=== PROVIDED DATA ===

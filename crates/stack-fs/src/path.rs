//! Slash-normalized paths for fragment, settings and state locations

use std::path::{Path, PathBuf};

/// A path stored with `/` separators.
///
/// Fragment locations, settings files and the state file all travel
/// through the workspace as `NormalizedPath`s and are only converted to
/// platform-native paths at I/O boundaries.
#[derive(Debug, Clone, PartialEq, Eq, Hash, PartialOrd, Ord)]
pub struct NormalizedPath {
    inner: String,
}

impl NormalizedPath {
    /// Backslashes become forward slashes.
    pub fn new(path: impl AsRef<Path>) -> Self {
        let path_str = path.as_ref().to_string_lossy();
        let normalized = path_str.replace('\\', "/");
        Self { inner: normalized }
    }

    pub fn as_str(&self) -> &str {
        &self.inner
    }

    /// The path handed to `std::fs`.
    pub fn to_native(&self) -> PathBuf {
        PathBuf::from(&self.inner)
    }

    /// Append one segment without doubling separators.
    pub fn join(&self, segment: &str) -> Self {
        let segment_normalized = segment.replace('\\', "/");
        let joined = if self.inner.ends_with('/') {
            format!("{}{}", self.inner, segment_normalized)
        } else {
            format!("{}/{}", self.inner, segment_normalized)
        };
        Self { inner: joined }
    }

    /// `None` for a bare file name.
    pub fn parent(&self) -> Option<Self> {
        let trimmed = self.inner.trim_end_matches('/');
        match trimmed.rfind('/') {
            Some(idx) if idx > 0 => Some(Self {
                inner: trimmed[..idx].to_string(),
            }),
            Some(0) => Some(Self {
                inner: "/".to_string(),
            }),
            _ => None,
        }
    }

    pub fn file_name(&self) -> Option<&str> {
        let trimmed = self.inner.trim_end_matches('/');
        trimmed.rsplit('/').next().filter(|name| !name.is_empty())
    }

    /// Get the file name without its extension.
    ///
    /// `base.yaml` yields `base`; a dotfile such as `.env` has no stem
    /// distinct from its name and is returned whole.
    pub fn file_stem(&self) -> Option<&str> {
        let name = self.file_name()?;
        match name.rfind('.') {
            Some(idx) if idx > 0 => Some(&name[..idx]),
            _ => Some(name),
        }
    }

    /// Text after the last dot; dotfiles have none.
    pub fn extension(&self) -> Option<&str> {
        self.file_name().and_then(|name| {
            let idx = name.rfind('.')?;
            if idx == 0 {
                None
            } else {
                Some(&name[idx + 1..])
            }
        })
    }

    /// Whether the final component is dot-prefixed.
    pub fn is_hidden(&self) -> bool {
        self.file_name().is_some_and(|name| name.starts_with('.'))
    }

    pub fn exists(&self) -> bool {
        self.to_native().exists()
    }

    pub fn is_dir(&self) -> bool {
        self.to_native().is_dir()
    }

    pub fn is_file(&self) -> bool {
        self.to_native().is_file()
    }
}

impl AsRef<Path> for NormalizedPath {
    fn as_ref(&self) -> &Path {
        Path::new(&self.inner)
    }
}

impl serde::Serialize for NormalizedPath {
    fn serialize<S: serde::Serializer>(&self, serializer: S) -> std::result::Result<S::Ok, S::Error> {
        serializer.serialize_str(&self.inner)
    }
}

impl std::fmt::Display for NormalizedPath {
    fn fmt(&self, f: &mut std::fmt::Formatter<'_>) -> std::fmt::Result {
        write!(f, "{}", self.inner)
    }
}

impl From<&str> for NormalizedPath {
    fn from(s: &str) -> Self {
        Self::new(s)
    }
}

impl From<String> for NormalizedPath {
    fn from(s: String) -> Self {
        Self::new(s)
    }
}

impl From<PathBuf> for NormalizedPath {
    fn from(p: PathBuf) -> Self {
        Self::new(p)
    }
}

impl From<&Path> for NormalizedPath {
    fn from(p: &Path) -> Self {
        Self::new(p)
    }
}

===

### WHAT IS EXPECTED
For each line above that holds the string "PathBuf", provide a copy of that line.

### REPLY
use std::path::{Path, PathBuf};
    pub fn to_native(&self) -> PathBuf {
        PathBuf::from(&self.inner)
impl From<PathBuf> for NormalizedPath {
    fn from(p: PathBuf) -> Self {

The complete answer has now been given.